Material provided START

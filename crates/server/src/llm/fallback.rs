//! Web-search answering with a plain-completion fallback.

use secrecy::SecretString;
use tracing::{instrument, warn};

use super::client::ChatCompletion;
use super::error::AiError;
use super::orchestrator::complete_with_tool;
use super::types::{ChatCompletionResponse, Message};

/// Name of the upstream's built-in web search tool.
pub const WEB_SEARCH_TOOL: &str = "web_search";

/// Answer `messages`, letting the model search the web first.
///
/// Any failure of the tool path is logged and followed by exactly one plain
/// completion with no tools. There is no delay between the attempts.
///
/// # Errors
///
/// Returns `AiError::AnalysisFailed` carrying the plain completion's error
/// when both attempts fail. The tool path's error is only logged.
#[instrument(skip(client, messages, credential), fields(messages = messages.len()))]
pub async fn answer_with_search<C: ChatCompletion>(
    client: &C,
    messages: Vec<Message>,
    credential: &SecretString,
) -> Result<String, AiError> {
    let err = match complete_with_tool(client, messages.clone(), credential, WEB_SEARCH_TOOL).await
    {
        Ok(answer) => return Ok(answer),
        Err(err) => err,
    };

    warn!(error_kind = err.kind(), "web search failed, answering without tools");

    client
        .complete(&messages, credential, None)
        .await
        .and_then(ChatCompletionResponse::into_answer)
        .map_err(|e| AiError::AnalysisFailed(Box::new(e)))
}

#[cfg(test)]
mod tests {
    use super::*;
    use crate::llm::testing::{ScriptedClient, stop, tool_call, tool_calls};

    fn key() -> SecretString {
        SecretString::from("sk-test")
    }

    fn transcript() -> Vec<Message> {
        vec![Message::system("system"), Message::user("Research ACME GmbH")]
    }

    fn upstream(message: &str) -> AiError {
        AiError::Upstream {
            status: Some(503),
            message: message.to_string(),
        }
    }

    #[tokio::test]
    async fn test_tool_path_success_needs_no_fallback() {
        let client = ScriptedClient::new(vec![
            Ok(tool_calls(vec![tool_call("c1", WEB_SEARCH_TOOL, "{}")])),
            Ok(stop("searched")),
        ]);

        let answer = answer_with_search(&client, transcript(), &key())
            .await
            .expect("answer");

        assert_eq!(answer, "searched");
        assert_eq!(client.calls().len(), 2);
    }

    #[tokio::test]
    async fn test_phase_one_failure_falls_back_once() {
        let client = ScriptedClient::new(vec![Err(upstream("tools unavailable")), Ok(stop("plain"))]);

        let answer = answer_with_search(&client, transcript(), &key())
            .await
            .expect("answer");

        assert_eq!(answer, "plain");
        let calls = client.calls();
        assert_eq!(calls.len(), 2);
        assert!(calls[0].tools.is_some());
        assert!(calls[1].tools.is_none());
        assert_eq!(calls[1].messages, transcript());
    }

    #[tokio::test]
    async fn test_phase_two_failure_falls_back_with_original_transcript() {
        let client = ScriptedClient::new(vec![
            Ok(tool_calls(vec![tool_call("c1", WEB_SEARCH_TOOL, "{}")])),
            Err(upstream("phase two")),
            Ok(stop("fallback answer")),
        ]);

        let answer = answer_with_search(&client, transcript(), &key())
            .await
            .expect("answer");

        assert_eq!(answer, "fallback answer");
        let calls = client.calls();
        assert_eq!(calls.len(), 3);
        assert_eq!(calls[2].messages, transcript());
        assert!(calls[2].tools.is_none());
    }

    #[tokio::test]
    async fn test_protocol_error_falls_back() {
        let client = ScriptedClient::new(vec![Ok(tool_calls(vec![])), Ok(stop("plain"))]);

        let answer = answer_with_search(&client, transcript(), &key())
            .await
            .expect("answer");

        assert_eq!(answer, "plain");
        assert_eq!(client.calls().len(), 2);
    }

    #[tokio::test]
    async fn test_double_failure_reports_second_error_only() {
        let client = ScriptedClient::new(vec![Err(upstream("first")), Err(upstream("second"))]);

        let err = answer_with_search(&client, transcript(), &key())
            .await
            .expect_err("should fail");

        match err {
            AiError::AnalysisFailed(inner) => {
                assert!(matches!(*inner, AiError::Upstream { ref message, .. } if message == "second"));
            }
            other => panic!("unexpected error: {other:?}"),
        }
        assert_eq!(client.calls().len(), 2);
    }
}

Material provided END

If a line in the records above has the word "first", copy it out.

§ Solution to this task:
/// Answer `messages`, letting the model search the web first.
        let client = ScriptedClient::new(vec![Err(upstream("first")), Err(upstream("second"))]);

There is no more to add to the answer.